Task description:
Copy out the entries below exactly as they stand, but only from the line containing "Config::builder()" through the line containing "fn from_config(config: Config)".

########################################

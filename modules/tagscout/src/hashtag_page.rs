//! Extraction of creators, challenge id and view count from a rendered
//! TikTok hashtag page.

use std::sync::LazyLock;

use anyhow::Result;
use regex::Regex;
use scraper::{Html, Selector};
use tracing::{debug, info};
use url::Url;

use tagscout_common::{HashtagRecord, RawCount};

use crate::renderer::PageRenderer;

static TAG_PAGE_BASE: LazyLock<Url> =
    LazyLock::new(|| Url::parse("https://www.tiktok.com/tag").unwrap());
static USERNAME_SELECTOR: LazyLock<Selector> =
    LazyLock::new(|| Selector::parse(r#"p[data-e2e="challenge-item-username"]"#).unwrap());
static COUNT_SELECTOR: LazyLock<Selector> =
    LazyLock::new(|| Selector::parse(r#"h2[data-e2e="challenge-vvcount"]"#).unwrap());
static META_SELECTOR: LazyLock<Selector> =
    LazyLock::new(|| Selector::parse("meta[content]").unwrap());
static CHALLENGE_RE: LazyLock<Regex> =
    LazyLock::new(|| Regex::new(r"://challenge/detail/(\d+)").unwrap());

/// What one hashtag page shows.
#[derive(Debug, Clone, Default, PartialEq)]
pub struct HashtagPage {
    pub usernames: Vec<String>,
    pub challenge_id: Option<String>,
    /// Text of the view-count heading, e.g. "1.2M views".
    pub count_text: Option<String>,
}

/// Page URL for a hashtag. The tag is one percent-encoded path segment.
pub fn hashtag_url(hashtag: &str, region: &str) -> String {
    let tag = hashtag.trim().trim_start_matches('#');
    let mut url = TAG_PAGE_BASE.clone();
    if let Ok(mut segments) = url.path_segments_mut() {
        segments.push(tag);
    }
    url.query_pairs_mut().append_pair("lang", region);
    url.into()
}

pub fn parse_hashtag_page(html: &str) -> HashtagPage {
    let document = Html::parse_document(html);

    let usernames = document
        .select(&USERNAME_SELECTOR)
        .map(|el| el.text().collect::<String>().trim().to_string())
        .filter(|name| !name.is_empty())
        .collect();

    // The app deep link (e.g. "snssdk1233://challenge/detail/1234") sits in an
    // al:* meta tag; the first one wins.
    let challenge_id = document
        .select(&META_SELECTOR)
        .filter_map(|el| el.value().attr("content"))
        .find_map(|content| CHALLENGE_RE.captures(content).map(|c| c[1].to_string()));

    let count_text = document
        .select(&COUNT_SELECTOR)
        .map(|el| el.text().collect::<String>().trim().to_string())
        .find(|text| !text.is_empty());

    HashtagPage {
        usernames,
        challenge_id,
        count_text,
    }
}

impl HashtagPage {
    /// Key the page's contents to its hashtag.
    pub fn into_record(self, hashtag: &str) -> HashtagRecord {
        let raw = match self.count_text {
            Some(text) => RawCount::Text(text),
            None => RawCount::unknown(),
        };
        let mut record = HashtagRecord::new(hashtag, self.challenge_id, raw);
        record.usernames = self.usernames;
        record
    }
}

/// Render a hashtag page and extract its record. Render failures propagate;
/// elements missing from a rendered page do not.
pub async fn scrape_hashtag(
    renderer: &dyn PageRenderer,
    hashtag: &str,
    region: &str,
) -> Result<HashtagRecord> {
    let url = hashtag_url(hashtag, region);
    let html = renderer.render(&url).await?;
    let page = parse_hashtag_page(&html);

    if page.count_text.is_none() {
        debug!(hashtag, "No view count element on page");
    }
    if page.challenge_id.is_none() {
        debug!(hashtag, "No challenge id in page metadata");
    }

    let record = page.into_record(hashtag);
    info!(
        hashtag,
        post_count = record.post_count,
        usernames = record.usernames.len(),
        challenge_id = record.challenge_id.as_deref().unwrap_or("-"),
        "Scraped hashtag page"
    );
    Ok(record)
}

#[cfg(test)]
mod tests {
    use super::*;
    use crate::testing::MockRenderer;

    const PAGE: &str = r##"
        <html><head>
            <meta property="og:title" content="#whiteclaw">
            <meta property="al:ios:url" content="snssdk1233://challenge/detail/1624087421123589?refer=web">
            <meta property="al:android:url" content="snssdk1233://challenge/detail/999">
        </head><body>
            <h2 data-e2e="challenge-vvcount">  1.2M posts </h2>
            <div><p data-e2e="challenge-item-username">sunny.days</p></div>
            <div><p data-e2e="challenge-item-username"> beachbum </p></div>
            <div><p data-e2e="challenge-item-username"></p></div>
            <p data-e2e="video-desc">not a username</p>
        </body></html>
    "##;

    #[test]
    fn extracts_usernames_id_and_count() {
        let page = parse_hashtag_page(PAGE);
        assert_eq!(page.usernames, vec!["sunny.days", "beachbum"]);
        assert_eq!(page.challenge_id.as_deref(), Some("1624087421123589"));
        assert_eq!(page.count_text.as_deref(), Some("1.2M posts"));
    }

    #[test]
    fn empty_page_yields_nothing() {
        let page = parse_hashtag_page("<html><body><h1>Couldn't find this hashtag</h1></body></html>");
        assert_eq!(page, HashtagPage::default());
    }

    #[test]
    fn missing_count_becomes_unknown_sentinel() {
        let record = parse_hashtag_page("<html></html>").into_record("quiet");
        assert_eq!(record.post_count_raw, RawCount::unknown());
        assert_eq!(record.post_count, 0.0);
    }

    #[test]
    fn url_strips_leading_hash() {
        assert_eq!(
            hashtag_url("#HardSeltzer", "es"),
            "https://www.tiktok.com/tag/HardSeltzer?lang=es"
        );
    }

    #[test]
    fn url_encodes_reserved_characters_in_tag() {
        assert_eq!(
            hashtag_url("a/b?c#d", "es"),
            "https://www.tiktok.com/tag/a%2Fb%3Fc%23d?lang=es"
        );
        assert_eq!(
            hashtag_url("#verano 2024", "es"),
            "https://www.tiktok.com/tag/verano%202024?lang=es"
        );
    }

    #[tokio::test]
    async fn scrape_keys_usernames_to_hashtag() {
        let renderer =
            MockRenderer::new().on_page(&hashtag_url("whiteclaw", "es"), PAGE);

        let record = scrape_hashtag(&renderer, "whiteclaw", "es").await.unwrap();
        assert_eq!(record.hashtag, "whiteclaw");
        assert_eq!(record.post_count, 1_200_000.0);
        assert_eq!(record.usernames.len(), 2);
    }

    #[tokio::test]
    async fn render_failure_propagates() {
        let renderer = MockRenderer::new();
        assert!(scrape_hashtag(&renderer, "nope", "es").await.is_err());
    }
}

########################################

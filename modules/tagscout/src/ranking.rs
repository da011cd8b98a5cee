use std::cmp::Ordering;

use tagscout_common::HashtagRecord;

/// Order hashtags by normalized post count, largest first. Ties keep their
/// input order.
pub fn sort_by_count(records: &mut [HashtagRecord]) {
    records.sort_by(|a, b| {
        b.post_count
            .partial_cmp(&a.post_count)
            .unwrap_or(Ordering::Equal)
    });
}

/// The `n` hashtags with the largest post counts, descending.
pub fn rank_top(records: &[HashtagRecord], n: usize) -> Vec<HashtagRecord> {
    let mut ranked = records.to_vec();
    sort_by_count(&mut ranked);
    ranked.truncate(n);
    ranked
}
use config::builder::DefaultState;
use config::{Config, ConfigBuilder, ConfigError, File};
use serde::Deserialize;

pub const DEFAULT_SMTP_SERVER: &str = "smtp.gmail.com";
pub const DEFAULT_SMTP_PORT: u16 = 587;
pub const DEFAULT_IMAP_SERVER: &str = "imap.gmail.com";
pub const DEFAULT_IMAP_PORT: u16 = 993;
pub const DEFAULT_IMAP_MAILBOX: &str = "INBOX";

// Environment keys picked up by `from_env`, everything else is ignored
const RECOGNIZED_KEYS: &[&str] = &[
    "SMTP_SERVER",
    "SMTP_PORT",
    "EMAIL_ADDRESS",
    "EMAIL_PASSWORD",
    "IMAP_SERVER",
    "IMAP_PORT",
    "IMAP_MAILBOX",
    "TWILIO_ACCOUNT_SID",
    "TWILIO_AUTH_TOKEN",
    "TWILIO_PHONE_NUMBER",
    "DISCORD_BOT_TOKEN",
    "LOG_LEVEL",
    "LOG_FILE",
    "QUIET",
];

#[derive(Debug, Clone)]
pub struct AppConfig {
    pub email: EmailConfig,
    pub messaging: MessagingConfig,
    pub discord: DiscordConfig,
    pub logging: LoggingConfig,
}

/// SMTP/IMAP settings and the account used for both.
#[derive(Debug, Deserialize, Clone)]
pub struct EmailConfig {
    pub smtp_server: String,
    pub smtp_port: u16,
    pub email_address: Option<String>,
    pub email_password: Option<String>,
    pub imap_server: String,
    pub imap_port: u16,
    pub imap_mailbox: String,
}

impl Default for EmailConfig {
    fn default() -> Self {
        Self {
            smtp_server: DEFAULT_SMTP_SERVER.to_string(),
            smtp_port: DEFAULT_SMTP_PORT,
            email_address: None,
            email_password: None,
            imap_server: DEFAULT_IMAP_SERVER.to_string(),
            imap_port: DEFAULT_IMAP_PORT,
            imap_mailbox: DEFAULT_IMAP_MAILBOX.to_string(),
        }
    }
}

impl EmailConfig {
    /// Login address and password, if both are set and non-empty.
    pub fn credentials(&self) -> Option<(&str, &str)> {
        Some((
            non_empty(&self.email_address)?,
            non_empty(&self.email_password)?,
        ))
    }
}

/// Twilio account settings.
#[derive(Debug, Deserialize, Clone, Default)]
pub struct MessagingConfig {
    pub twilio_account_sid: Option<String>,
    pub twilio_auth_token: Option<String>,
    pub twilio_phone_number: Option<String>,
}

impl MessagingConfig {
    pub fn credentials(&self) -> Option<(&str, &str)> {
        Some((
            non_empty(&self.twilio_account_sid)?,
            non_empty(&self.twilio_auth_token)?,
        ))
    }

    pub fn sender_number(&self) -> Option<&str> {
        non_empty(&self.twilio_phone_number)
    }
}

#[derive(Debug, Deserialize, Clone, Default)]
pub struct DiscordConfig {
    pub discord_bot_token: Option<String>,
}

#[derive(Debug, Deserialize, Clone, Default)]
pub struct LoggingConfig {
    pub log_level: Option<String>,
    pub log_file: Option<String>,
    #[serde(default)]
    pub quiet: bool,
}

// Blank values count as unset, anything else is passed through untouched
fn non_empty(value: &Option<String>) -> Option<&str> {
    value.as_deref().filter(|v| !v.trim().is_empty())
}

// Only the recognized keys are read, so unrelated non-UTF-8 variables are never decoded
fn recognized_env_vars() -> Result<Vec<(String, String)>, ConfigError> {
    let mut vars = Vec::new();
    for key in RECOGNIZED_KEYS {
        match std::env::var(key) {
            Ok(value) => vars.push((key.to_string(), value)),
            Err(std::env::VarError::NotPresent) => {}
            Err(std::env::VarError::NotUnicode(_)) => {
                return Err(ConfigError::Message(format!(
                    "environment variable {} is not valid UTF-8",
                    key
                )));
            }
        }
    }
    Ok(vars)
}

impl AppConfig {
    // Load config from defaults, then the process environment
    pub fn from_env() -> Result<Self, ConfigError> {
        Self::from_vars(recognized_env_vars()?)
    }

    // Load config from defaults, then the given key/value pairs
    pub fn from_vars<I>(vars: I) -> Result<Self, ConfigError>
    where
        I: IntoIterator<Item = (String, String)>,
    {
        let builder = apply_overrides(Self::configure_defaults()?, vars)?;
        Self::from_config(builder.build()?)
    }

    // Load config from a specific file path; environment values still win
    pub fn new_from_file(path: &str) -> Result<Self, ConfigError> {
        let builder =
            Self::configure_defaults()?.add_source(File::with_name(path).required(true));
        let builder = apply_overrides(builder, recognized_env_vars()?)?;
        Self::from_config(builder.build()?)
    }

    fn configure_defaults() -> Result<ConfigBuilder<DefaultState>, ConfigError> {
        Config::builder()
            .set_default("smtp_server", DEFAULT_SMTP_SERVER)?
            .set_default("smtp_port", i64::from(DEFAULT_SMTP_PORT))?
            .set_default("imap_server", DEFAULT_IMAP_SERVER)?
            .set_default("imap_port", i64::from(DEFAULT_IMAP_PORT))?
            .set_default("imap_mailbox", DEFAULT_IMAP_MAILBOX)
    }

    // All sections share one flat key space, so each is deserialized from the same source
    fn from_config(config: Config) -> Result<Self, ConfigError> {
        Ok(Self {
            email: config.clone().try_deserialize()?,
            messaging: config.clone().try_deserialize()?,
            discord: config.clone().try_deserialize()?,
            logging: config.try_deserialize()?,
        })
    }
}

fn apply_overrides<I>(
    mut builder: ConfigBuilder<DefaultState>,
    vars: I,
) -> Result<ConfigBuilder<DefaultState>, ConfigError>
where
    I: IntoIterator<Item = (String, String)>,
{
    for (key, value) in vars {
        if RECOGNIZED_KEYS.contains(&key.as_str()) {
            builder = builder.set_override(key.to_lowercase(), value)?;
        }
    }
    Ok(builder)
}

########################################

Response to the task:
        Config::builder()
            .set_default("smtp_server", DEFAULT_SMTP_SERVER)?
            .set_default("smtp_port", i64::from(DEFAULT_SMTP_PORT))?
            .set_default("imap_server", DEFAULT_IMAP_SERVER)?
            .set_default("imap_port", i64::from(DEFAULT_IMAP_PORT))?
            .set_default("imap_mailbox", DEFAULT_IMAP_MAILBOX)
    }

    // All sections share one flat key space, so each is deserialized from the same source
    fn from_config(config: Config) -> Result<Self, ConfigError> {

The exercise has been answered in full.